- Opening Delimiter -
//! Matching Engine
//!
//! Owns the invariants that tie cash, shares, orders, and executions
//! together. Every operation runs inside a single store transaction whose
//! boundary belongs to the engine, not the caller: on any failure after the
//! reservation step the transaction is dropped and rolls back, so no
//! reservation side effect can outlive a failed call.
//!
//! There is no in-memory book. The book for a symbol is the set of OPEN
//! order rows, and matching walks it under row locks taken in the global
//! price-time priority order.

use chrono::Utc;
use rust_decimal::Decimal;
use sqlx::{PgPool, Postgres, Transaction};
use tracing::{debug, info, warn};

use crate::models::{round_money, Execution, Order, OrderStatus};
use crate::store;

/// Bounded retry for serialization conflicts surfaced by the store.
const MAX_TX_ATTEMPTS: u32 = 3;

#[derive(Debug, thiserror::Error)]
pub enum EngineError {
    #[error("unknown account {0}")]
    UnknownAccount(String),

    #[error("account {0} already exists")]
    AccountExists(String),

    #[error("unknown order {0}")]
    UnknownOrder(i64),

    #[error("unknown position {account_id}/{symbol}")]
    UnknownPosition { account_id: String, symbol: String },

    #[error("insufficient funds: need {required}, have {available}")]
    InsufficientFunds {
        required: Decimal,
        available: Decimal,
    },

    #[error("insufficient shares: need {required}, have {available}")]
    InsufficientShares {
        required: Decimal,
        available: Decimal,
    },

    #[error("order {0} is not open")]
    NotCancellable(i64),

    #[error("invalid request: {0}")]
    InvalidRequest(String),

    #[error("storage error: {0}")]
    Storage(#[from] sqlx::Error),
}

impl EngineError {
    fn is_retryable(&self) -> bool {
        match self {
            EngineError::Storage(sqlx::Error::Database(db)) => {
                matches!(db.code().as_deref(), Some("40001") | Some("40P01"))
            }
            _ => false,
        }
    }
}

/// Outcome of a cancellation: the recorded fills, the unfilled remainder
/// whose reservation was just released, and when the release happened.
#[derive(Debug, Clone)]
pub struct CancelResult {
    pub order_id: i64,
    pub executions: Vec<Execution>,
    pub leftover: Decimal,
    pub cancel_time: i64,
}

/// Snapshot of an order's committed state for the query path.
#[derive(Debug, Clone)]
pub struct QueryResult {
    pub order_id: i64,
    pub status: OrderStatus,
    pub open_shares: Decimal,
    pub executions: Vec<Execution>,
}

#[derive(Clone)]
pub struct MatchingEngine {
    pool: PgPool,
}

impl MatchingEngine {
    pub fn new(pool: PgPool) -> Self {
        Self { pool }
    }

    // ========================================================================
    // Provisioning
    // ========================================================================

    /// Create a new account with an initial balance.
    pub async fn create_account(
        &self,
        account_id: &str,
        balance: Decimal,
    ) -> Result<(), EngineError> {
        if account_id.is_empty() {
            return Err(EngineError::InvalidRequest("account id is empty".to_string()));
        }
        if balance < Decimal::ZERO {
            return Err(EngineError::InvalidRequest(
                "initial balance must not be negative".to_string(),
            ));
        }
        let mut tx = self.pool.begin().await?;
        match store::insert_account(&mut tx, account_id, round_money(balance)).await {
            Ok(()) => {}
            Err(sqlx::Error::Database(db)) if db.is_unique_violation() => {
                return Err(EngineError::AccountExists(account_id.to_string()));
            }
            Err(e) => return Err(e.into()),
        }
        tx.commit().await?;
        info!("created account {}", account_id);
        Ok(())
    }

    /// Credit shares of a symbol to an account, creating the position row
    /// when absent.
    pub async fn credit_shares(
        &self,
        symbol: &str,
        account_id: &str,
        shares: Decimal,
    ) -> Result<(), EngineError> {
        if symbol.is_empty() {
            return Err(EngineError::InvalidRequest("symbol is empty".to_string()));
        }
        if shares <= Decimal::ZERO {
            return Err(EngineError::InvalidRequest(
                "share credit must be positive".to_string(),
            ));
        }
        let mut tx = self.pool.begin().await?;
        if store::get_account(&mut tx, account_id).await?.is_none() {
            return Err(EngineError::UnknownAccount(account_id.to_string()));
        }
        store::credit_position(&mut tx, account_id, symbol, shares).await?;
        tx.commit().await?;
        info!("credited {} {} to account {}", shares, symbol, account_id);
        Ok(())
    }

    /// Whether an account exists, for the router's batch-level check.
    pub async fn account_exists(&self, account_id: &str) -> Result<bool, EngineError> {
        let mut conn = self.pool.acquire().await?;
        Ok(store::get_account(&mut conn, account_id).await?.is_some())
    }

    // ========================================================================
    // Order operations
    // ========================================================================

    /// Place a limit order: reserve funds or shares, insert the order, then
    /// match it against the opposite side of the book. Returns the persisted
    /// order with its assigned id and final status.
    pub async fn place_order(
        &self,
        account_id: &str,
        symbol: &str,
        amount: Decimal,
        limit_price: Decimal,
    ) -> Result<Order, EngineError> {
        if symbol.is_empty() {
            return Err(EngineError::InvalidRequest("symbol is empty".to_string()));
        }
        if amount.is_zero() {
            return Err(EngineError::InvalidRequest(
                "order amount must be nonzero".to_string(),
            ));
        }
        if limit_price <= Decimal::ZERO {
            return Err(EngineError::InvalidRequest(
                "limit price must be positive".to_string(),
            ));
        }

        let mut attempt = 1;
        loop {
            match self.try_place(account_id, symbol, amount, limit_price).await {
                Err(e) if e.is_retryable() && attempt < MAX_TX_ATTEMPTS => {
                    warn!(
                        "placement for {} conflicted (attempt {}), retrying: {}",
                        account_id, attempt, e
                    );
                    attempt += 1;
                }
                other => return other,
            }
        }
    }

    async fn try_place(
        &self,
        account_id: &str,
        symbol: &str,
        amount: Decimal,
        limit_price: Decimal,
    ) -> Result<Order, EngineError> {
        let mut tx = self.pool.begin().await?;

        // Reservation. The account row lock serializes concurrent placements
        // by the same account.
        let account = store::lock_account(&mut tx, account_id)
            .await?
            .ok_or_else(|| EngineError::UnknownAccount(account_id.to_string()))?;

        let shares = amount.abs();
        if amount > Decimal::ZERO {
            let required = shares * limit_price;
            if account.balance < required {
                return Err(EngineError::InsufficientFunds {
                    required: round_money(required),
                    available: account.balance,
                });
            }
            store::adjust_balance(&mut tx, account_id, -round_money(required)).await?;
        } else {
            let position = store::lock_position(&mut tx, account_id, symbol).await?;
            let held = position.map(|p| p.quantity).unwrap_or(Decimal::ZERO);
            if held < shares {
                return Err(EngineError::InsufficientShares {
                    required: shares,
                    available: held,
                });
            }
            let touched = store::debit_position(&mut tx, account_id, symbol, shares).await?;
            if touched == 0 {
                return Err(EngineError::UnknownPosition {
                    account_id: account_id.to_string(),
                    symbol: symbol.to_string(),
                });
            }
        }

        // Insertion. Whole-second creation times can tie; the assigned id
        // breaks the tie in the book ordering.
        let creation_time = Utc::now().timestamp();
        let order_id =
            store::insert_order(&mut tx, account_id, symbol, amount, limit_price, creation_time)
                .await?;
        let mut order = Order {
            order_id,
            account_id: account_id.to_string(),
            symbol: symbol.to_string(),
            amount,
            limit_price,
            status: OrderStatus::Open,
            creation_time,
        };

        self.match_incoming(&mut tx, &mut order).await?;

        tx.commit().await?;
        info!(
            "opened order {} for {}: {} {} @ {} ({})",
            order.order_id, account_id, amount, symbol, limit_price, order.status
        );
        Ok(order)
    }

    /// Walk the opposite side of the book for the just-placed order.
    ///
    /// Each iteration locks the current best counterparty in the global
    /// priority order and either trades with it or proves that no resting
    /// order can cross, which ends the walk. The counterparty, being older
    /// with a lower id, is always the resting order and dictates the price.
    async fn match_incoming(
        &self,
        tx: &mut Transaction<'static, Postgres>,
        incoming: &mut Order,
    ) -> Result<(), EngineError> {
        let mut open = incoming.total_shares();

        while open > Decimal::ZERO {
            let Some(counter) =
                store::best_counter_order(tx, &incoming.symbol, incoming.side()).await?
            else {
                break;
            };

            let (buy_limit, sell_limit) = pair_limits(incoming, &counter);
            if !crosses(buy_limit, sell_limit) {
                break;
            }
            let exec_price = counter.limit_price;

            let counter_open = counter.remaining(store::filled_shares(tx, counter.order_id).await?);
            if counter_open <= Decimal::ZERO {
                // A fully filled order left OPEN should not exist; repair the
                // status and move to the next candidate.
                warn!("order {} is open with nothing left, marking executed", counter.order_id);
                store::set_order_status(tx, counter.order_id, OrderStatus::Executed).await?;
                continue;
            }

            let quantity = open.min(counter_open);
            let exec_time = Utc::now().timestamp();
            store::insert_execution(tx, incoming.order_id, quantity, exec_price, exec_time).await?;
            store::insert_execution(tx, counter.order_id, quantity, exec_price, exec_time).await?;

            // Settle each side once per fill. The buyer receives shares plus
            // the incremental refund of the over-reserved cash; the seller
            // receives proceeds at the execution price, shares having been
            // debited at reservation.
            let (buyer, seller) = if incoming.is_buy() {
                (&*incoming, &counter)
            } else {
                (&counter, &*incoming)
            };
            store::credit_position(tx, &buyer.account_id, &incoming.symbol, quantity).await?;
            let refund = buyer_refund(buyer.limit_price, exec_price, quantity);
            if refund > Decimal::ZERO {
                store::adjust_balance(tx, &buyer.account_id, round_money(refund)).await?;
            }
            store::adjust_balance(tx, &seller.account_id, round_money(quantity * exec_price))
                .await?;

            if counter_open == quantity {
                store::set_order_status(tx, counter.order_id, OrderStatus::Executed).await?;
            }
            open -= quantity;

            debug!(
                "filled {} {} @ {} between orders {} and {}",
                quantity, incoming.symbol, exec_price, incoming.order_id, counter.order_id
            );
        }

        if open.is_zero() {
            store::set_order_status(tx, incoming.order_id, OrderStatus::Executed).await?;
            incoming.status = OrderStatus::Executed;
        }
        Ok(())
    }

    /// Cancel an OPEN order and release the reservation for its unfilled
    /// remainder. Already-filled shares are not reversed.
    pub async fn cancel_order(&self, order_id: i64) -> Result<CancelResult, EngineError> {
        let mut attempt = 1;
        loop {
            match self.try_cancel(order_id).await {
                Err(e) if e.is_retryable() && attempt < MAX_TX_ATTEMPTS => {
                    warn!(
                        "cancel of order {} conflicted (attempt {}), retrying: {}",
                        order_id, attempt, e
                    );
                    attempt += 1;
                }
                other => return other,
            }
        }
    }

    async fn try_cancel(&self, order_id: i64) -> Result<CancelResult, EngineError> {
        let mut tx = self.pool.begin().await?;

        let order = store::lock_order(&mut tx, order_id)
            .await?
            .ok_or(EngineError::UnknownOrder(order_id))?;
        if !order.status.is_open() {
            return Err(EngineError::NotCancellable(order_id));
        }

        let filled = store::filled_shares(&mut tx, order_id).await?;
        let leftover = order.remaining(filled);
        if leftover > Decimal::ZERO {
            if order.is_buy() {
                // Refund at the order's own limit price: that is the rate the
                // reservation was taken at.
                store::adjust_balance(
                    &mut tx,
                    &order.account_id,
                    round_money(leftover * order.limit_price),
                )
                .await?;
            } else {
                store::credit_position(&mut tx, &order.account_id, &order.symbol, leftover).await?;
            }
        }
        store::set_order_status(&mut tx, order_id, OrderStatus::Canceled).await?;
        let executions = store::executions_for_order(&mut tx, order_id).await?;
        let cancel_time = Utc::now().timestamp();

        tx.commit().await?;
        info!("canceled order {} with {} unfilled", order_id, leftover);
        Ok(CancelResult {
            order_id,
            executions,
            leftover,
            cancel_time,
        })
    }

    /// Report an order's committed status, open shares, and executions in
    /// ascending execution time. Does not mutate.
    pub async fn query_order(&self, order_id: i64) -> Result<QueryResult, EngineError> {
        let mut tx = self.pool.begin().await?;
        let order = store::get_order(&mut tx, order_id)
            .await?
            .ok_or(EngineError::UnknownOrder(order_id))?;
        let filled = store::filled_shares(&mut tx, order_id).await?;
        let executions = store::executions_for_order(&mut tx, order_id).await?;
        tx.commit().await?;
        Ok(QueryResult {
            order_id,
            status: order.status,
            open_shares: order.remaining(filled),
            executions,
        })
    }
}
- Closing Delimiter -
- Opening Delimiter -
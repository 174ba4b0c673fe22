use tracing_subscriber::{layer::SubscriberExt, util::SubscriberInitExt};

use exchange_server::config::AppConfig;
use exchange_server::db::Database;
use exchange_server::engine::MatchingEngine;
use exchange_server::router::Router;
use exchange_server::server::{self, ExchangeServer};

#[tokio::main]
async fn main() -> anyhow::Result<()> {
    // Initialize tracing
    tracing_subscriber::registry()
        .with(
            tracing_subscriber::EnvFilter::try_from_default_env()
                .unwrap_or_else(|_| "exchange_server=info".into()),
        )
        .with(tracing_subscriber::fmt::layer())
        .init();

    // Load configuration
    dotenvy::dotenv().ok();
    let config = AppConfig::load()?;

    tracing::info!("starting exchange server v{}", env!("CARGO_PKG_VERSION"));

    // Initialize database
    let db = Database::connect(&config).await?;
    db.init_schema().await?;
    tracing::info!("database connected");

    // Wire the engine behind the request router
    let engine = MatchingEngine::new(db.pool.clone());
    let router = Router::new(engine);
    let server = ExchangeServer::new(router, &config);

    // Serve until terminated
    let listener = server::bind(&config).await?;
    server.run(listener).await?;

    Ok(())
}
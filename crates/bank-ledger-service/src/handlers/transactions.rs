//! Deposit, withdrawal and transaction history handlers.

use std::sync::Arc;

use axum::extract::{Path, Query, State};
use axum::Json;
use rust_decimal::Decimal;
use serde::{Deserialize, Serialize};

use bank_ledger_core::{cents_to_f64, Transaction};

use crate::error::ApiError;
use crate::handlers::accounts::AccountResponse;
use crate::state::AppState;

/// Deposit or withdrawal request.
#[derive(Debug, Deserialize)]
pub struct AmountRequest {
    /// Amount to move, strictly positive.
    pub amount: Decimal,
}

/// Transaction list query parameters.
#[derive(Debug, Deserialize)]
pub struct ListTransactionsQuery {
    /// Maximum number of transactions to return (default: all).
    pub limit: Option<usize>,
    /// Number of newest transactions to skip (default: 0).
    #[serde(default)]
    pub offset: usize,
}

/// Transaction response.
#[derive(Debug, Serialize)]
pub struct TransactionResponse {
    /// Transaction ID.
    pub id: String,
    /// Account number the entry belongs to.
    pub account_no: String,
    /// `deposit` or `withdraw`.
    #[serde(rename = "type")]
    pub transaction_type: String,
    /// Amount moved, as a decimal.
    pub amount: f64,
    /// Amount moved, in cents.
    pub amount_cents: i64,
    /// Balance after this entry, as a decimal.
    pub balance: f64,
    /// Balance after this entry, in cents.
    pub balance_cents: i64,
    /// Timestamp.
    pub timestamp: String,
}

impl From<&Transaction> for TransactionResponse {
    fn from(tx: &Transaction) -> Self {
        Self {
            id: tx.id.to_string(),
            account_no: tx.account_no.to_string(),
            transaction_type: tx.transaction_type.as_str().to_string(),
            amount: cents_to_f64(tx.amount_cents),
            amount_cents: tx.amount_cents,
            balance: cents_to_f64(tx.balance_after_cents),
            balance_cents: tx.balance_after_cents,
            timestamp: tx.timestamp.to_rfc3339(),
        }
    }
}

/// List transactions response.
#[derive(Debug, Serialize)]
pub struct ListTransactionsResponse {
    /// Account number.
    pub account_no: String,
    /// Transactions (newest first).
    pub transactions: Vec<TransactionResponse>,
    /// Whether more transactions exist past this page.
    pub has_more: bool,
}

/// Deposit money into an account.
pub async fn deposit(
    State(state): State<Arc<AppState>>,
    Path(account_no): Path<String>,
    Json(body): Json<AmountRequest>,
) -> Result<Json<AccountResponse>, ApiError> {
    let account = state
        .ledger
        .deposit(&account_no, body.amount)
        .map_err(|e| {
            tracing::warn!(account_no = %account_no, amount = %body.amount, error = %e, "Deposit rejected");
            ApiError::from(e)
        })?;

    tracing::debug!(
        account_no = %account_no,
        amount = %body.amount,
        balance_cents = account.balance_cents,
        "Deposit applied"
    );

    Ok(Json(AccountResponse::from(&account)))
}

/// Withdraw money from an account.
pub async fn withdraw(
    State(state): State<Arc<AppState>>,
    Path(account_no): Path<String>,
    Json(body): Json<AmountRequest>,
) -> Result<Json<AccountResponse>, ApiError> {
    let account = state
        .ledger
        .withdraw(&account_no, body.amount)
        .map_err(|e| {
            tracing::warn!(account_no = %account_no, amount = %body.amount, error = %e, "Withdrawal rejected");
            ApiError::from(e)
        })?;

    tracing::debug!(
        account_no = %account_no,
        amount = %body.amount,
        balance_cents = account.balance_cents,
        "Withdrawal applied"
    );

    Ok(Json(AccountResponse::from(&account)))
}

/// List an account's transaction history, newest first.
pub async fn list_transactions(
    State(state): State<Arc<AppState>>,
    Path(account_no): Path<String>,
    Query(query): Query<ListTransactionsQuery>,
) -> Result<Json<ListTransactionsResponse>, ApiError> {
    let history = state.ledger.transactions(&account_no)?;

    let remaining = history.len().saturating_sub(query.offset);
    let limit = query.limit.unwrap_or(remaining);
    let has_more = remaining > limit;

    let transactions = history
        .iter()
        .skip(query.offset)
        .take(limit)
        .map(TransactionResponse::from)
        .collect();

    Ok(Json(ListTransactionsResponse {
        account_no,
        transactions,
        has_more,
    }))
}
- Closing Delimiter -
Every line in the data above that contains the word "OrderStatus" should be copied.

use crate::models::{round_money, Execution, Order, OrderStatus};
    pub status: OrderStatus,
            status: OrderStatus::Open,
                store::set_order_status(tx, counter.order_id, OrderStatus::Executed).await?;
                store::set_order_status(tx, counter.order_id, OrderStatus::Executed).await?;
            store::set_order_status(tx, incoming.order_id, OrderStatus::Executed).await?;
            incoming.status = OrderStatus::Executed;
        store::set_order_status(&mut tx, order_id, OrderStatus::Canceled).await?;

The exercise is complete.